Sometimes the initial settings serve as a template for the whole record, sometimes not. It's all program dependent. After this processing stage the songs are edited and assembled as needed, and the required masters are created. The client always receives a reference for approval before the masters are shipped. All masters go through a multi-step quality check process.
If it's a surround session, or a lock-to-picture project for DVD or BluRay, things get more complicated, as there are more options for surround, but the basic idea is the same: present the music in the best possible light.
AR: What was involved in the Grateful Dead Europe 72 box set project? How much time did you spend on it? Did you actually listen to every second of the recordings?
DG: Europe '72 was a dream project! I spent 7 months working on this - 3 to 4 days per week, occasionally more. I worked on each 3-4 CD show as soon as Jeffrey Norman completed the mixes and editing.
The Europe 72 tour was recorded on 2" 16-track tape. These multi-track tapes (2 pallets worth) were transferred by Jamie Howarth. The tracks were all put through the Plangent Process, which eliminates wow and flutter. I think this contributed to the clarity we were able to maintain. The Plangent-processed files were shipped to Jeffrey Norman who mixed the project. Jeffrey sent the 96k 24 Bit mixes to me, and after mastering, I sent references to him and producer David Lemieux for approval.
Occasionally revisions were requested. The masters were delivered electronically to Rhino Records via a secure DigiDelivery server. My workflow and mastering approach was established in consultation with Jeffrey and David during some initial test sessions, and variations on that basic signal flow were used for the entire 73-disc project. And yes, I did listen to every note. Several times!
AR: What is your take on the "Loudness Wars" issue? How do you handle clients who want to adjust/reduce the dynamic range for MP3s?
DG: "Loudness" is something that is usually discussed with the client for every project. Ultimately it's the client's project and his or her decision. My job is to give them the master they want, and if they insist on a heavily compressed master, so be it. However, things are looking brighter. Apple has just released their "Mastered For iTunes" guidelines, which contain 2 significant recommendations. The first is Apple's acceptance of high-resolution files (up to 192k 32 Bit) for submission to -the- iTunes.

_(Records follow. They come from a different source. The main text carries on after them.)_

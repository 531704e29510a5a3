//! Polars `DataFrame` panel loader.

use chrono::NaiveDate;
use polars::prelude::*;
use serde::{Deserialize, Serialize};
use tracing::info;

use super::resolve_excess_return;
use crate::error::{DataError, Result};
use crate::observation::{FACTOR_COUNT, Observation};
use crate::panel::Panel;

/// Column names of a panel `DataFrame`.
#[derive(Debug, Clone, PartialEq, Eq, Serialize, Deserialize)]
#[serde(default)]
pub struct PanelColumns {
    /// Integer security identifier
    pub security_id: String,
    /// Trading date (`Date` or `YYYY-MM-DD` strings)
    pub date: String,
    /// Excess return; when absent it is derived from `ret` and `rf`
    pub excess_return: String,
    /// Raw security return
    pub ret: String,
    /// Risk-free rate
    pub rf: String,
    /// Factor return columns in regression order
    pub factors: [String; FACTOR_COUNT],
}

impl Default for PanelColumns {
    fn default() -> Self {
        Self {
            security_id: "security_id".to_string(),
            date: "date".to_string(),
            excess_return: "excess_return".to_string(),
            ret: "ret".to_string(),
            rf: "rf".to_string(),
            factors: ["mktrf".to_string(), "smb".to_string(), "hml".to_string()],
        }
    }
}

impl PanelColumns {
    /// Column layout of the CRSP daily file joined with the factor file.
    pub fn crsp() -> Self {
        Self {
            security_id: "permno".to_string(),
            excess_return: "exret".to_string(),
            ..Default::default()
        }
    }
}

fn required<'a>(df: &'a DataFrame, name: &str) -> Result<&'a Column> {
    df.column(name)
        .map_err(|_| DataError::MissingColumn(name.to_string()))
}

fn optional_float(df: &DataFrame, name: &str) -> Result<Option<Column>> {
    match df.column(name) {
        Ok(column) => Ok(Some(column.cast(&DataType::Float64)?)),
        Err(_) => Ok(None),
    }
}

/// Build a panel from a `DataFrame`.
///
/// # Errors
///
/// Returns an error if a required column is missing, a value cannot be
/// converted, or the rows violate the timeline invariants.
pub fn panel_from_dataframe(df: &DataFrame, columns: &PanelColumns) -> Result<Panel> {
    let ids = required(df, &columns.security_id)?.cast(&DataType::Int64)?;
    let ids = ids.i64()?;
    let dates = required(df, &columns.date)?.cast(&DataType::String)?;
    let dates = dates.str()?;

    let excess = optional_float(df, &columns.excess_return)?;
    let ret = optional_float(df, &columns.ret)?;
    let rf = optional_float(df, &columns.rf)?;
    if excess.is_none() && (ret.is_none() || rf.is_none()) {
        return Err(DataError::MissingColumn(columns.excess_return.clone()));
    }
    let excess = excess.as_ref().map(|c| c.f64()).transpose()?;
    let ret = ret.as_ref().map(|c| c.f64()).transpose()?;
    let rf = rf.as_ref().map(|c| c.f64()).transpose()?;

    let factor_columns = columns
        .factors
        .iter()
        .map(|name| Ok(required(df, name)?.cast(&DataType::Float64)?))
        .collect::<Result<Vec<Column>>>()?;
    let factors = factor_columns
        .iter()
        .map(|c| c.f64())
        .collect::<PolarsResult<Vec<_>>>()?;

    let mut rows = Vec::with_capacity(df.height());
    for i in 0..df.height() {
        let security_id = ids
            .get(i)
            .ok_or_else(|| DataError::Parse(format!("Missing security_id in row {i}")))?;
        let date = dates
            .get(i)
            .ok_or_else(|| DataError::Parse(format!("Missing date in row {i}")))?;
        let date = NaiveDate::parse_from_str(date, "%Y-%m-%d")
            .map_err(|e| DataError::Parse(format!("Invalid date '{date}' in row {i}: {e}")))?;

        let excess_return = resolve_excess_return(
            excess.and_then(|ca| ca.get(i)),
            ret.and_then(|ca| ca.get(i)),
            rf.and_then(|ca| ca.get(i)),
        );

        let mut values = [f64::NAN; FACTOR_COUNT];
        for (value, ca) in values.iter_mut().zip(&factors) {
            *value = ca.get(i).unwrap_or(f64::NAN);
        }

        rows.push(Observation::new(security_id, date, excess_return, values));
    }

    let panel = Panel::from_observations(rows)?;
    info!(
        securities = panel.security_count(),
        observations = panel.observation_count(),
        "Converted DataFrame to panel"
    );
    Ok(panel)
}

#[cfg(test)]
mod tests {
    use super::*;

    fn factor_series() -> Vec<Column> {
        vec![
            Series::new("mktrf".into(), vec![0.01, 0.02, -0.01]).into(),
            Series::new("smb".into(), vec![0.001, 0.002, 0.003]).into(),
            Series::new("hml".into(), vec![-0.004, 0.0, 0.004]).into(),
        ]
    }

    #[test]
    fn test_panel_from_dataframe() {
        let mut cols: Vec<Column> = vec![
            Series::new("security_id".into(), vec![5i64, 5, 3]).into(),
            Series::new("date".into(), vec!["2020-01-03", "2020-01-02", "2020-01-02"]).into(),
            Series::new("excess_return".into(), vec![0.1, 0.2, 0.3]).into(),
        ];
        cols.extend(factor_series());
        let df = DataFrame::new(cols).unwrap();

        let panel = panel_from_dataframe(&df, &PanelColumns::default()).unwrap();
        assert_eq!(panel.security_ids(), vec![3, 5]);

        let timeline = panel.get(5).unwrap();
        assert_eq!(timeline.observations()[0].excess_return, 0.2);
        assert_eq!(timeline.observations()[1].factors, [0.01, 0.001, -0.004]);
    }

    #[test]
    fn test_crsp_columns_with_date_dtype() {
        let mut cols: Vec<Column> = vec![
            Series::new("permno".into(), vec![10001i64, 10001, 10001]).into(),
            Series::new("date".into(), vec!["2020-01-02", "2020-01-03", "2020-01-06"]).into(),
            Series::new("ret".into(), vec![0.05, 0.01, 0.0]).into(),
            Series::new("rf".into(), vec![0.01, 0.01, 0.01]).into(),
        ];
        cols.extend(factor_series());
        let df = DataFrame::new(cols)
            .unwrap()
            .lazy()
            .with_column(col("date").cast(DataType::Date))
            .collect()
            .unwrap();

        let panel = panel_from_dataframe(&df, &PanelColumns::crsp()).unwrap();
        let observations = panel.get(10001).unwrap().observations();
        assert_eq!(observations.len(), 3);
        assert!((observations[0].excess_return - 0.04).abs() < 1e-12);
        assert_eq!(
            observations[2].date,
            NaiveDate::from_ymd_opt(2020, 1, 6).unwrap()
        );
    }

    #[test]
    fn test_missing_factor_column() {
        let df = DataFrame::new(vec![
            Series::new("security_id".into(), vec![1i64]).into(),
            Series::new("date".into(), vec!["2020-01-02"]).into(),
            Series::new("excess_return".into(), vec![0.1]).into(),
        ])
        .unwrap();

        let err = panel_from_dataframe(&df, &PanelColumns::default()).unwrap_err();
        assert!(matches!(err, DataError::MissingColumn(name) if name == "mktrf"));
    }

    #[test]
    fn test_missing_return_columns() {
        let mut cols: Vec<Column> = vec![
            Series::new("security_id".into(), vec![1i64, 1, 1]).into(),
            Series::new("date".into(), vec!["2020-01-02", "2020-01-03", "2020-01-06"]).into(),
        ];
        cols.extend(factor_series());
        let df = DataFrame::new(cols).unwrap();

        let err = panel_from_dataframe(&df, &PanelColumns::default()).unwrap_err();
        assert!(matches!(err, DataError::MissingColumn(name) if name == "excess_return"));
    }
}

Now Apple is not selling high-resolution audio (yet), but they acknowledge that their AAC encoder works best when fed by a high resolution source. The second important recommendation is to allow adequate headroom in iTunes masters. Lossy codecs can produce levels exceeding "0" resulting in audible distortion. Apple has released some software tools (Sonnox also has a similar software plug-in) that can help to optimize masters for better AAC encoding. Apple is also saying what we have all long known: highly compressed music sounds worse when converted to MP3 or AAC.

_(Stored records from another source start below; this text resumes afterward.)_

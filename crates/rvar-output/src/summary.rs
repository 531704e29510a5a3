//! Run summaries.
//!
//! A [`RunSummary`] describes one pipeline run: what went in, how the work was
//! split across partitions, and how many windows produced a record or were
//! omitted and why.

use chrono::{DateTime, NaiveDate, Utc};
use serde::{Deserialize, Serialize};
use std::fmt;

use crate::export::{ExportError, ExportFormat, Exporter};

/// Work done by a single partition.
#[derive(Debug, Clone, Serialize, Deserialize, PartialEq, Eq)]
pub struct PartitionSummary {
    /// Partition index.
    pub partition: usize,

    /// Securities assigned to the partition.
    pub securities: usize,

    /// Security-day observations in the partition.
    pub observations: usize,

    /// Records the partition produced.
    pub records: usize,

    /// Windows omitted (rank-deficient under the skip policy, or non-finite).
    pub omitted: usize,

    /// Wall-clock time spent on the partition, in milliseconds.
    pub elapsed_ms: u64,
}

impl PartitionSummary {
    /// Whether no securities were assigned to the partition.
    pub fn is_empty(&self) -> bool {
        self.securities == 0
    }
}

/// Summary of a full characteristic run.
#[derive(Debug, Clone, Serialize, Deserialize, PartialEq)]
pub struct RunSummary {
    /// Name of the characteristic column.
    pub characteristic: String,

    /// When the run finished.
    pub generated_at: DateTime<Utc>,

    /// Rolling window length in trading days.
    pub window: usize,

    /// Output sampling (`daily` or `month_end`).
    pub sampling: String,

    /// Securities in the input panel.
    pub securities: usize,

    /// Security-day observations in the input panel.
    pub observations: usize,

    /// First date in the input panel.
    pub period_start: Option<NaiveDate>,

    /// Last date in the input panel.
    pub period_end: Option<NaiveDate>,

    /// Worker threads used.
    pub workers: usize,

    /// Per-partition breakdown, in partition order.
    pub partitions: Vec<PartitionSummary>,

    /// Securities with fewer observations than the window.
    pub short_securities: usize,

    /// Full windows evaluated.
    pub windows: usize,

    /// Records written.
    pub records: usize,

    /// Windows whose design matrix was rank-deficient.
    pub rank_deficient: usize,

    /// Rank-deficient windows that were omitted.
    pub singular_omitted: usize,

    /// Windows omitted because they contained NaN or infinite values.
    pub non_finite_omitted: usize,

    /// Records dropped by month-end sampling.
    pub sampled_out: usize,

    /// Total wall-clock time, in milliseconds.
    pub elapsed_ms: u64,
}

impl RunSummary {
    /// Create an empty summary for a run of `characteristic` over `window` days.
    pub fn new(characteristic: impl Into<String>, window: usize) -> Self {
        Self {
            characteristic: characteristic.into(),
            generated_at: Utc::now(),
            window,
            sampling: "daily".to_string(),
            securities: 0,
            observations: 0,
            period_start: None,
            period_end: None,
            workers: 0,
            partitions: Vec::new(),
            short_securities: 0,
            windows: 0,
            records: 0,
            rank_deficient: 0,
            singular_omitted: 0,
            non_finite_omitted: 0,
            sampled_out: 0,
            elapsed_ms: 0,
        }
    }

    /// Number of partitions that received no securities.
    pub fn empty_partitions(&self) -> usize {
        self.partitions.iter().filter(|p| p.is_empty()).count()
    }

    /// Windows evaluated but not written.
    pub fn omitted(&self) -> usize {
        self.singular_omitted + self.non_finite_omitted
    }

    /// Fraction of evaluated windows that produced a record before sampling.
    pub fn coverage(&self) -> f64 {
        if self.windows == 0 {
            0.0
        } else {
            (self.windows - self.omitted()) as f64 / self.windows as f64
        }
    }

    fn period(&self) -> String {
        match (self.period_start, self.period_end) {
            (Some(start), Some(end)) => format!("{start} to {end}"),
            _ => "n/a".to_string(),
        }
    }

    /// Format the summary as an ASCII table.
    pub fn to_ascii_table(&self) -> String {
        let mut output = String::new();

        output.push_str(&format!("\nResidual Variance Run: {}\n", self.characteristic));
        output.push_str(&format!(
            "Period: {} | Window: {} days | Sampling: {}\n",
            self.period(),
            self.window,
            self.sampling
        ));
        output.push_str(&"=".repeat(80));
        output.push('\n');

        output.push_str(&format!(
            "{:<12} {:>12} {:>14} {:>12} {:>12} {:>12}\n",
            "Partition", "Securities", "Observations", "Records", "Omitted", "Time (ms)"
        ));
        output.push_str(&"-".repeat(80));
        output.push('\n');

        for p in &self.partitions {
            output.push_str(&format!(
                "{:<12} {:>12} {:>14} {:>12} {:>12} {:>12}\n",
                p.partition, p.securities, p.observations, p.records, p.omitted, p.elapsed_ms
            ));
        }

        output.push_str(&"-".repeat(80));
        output.push('\n');
        output.push_str(&format!(
            "{:<12} {:>12} {:>14} {:>12} {:>12} {:>12}\n",
            "Total",
            self.securities,
            self.observations,
            self.records,
            self.omitted(),
            self.elapsed_ms
        ));
        output.push_str(&"=".repeat(80));
        output.push('\n');

        output.push_str(&format!("Workers:               {}\n", self.workers));
        output.push_str(&format!(
            "Empty partitions:      {}\n",
            self.empty_partitions()
        ));
        output.push_str(&format!(
            "Short securities:      {}\n",
            self.short_securities
        ));
        output.push_str(&format!("Windows evaluated:     {}\n", self.windows));
        output.push_str(&format!("Rank-deficient:        {}\n", self.rank_deficient));
        output.push_str(&format!(
            "Omitted (singular):    {}\n",
            self.singular_omitted
        ));
        output.push_str(&format!(
            "Omitted (non-finite):  {}\n",
            self.non_finite_omitted
        ));
        output.push_str(&format!("Sampled out:           {}\n", self.sampled_out));
        output.push_str(&format!(
            "Coverage:              {:.2}%\n",
            self.coverage() * 100.0
        ));

        output
    }

    /// Format the summary as Markdown.
    pub fn to_markdown(&self) -> String {
        let mut output = String::new();

        output.push_str(&format!(
            "# Residual Variance Run: {}\n\n",
            self.characteristic
        ));
        output.push_str(&format!("**Period:** {}\n\n", self.period()));
        output.push_str(&format!(
            "**Window:** {} days, **Sampling:** {}, **Workers:** {}\n\n",
            self.window, self.sampling, self.workers
        ));

        output.push_str("| Partition | Securities | Observations | Records | Omitted | Time (ms) |\n");
        output.push_str("|-----------|------------|--------------|---------|---------|-----------|\n");
        for p in &self.partitions {
            output.push_str(&format!(
                "| {} | {} | {} | {} | {} | {} |\n",
                p.partition, p.securities, p.observations, p.records, p.omitted, p.elapsed_ms
            ));
        }
        output.push('\n');

        output.push_str("## Summary\n\n");
        output.push_str(&format!("- **Records:** {}\n", self.records));
        output.push_str(&format!("- **Windows:** {}\n", self.windows));
        output.push_str(&format!(
            "- **Rank-deficient:** {}\n",
            self.rank_deficient
        ));
        output.push_str(&format!(
            "- **Omitted:** {} (singular {}, non-finite {})\n",
            self.omitted(),
            self.singular_omitted,
            self.non_finite_omitted
        ));
        output.push_str(&format!(
            "- **Short securities:** {}\n",
            self.short_securities
        ));
        output.push_str(&format!("- **Sampled out:** {}\n", self.sampled_out));

        output
    }
}

impl fmt::Display for RunSummary {
    fn fmt(&self, f: &mut fmt::Formatter<'_>) -> fmt::Result {
        write!(
            f,
            "{}: {} records from {} securities ({} windows, {} omitted) in {} ms",
            self.characteristic,
            self.records,
            self.securities,
            self.windows,
            self.omitted(),
            self.elapsed_ms
        )
    }
}

impl Exporter for RunSummary {
    fn export_to_string(&self, format: ExportFormat) -> Result<String, ExportError> {
        match format {
            ExportFormat::Json => Ok(serde_json::to_string(self)?),
            ExportFormat::PrettyJson => Ok(serde_json::to_string_pretty(self)?),
            ExportFormat::Csv => {
                let mut wtr = csv::Writer::from_writer(vec![]);
                wtr.write_record([
                    "partition",
                    "securities",
                    "observations",
                    "records",
                    "omitted",
                    "elapsed_ms",
                ])?;
                for p in &self.partitions {
                    wtr.write_record([
                        p.partition.to_string(),
                        p.securities.to_string(),
                        p.observations.to_string(),
                        p.records.to_string(),
                        p.omitted.to_string(),
                        p.elapsed_ms.to_string(),
                    ])?;
                }
                let bytes = wtr.into_inner().map_err(|e| e.into_error())?;
                String::from_utf8(bytes).map_err(|e| ExportError::InvalidFormat(e.to_string()))
            }
        }
    }
}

AR: What's your latest project? Why and how is it challenging?
DG: I don't have anything as massive as last year's Europe 72, but I'm working on a couple cool things. Look for a CD from the Bruce Kaphan Quartet this spring. Bruce is a pedal steel player (Sheryl Crow, Thomas Dolby, David Byrne) and this record is a very cool jazz-fusion project that's unlike anything I've heard. Also, I worked on the recently released Dave Carter/Tracy Grammar CD "Little Blue Egg," which contains unreleased songs and demos recorded before Dave's passing.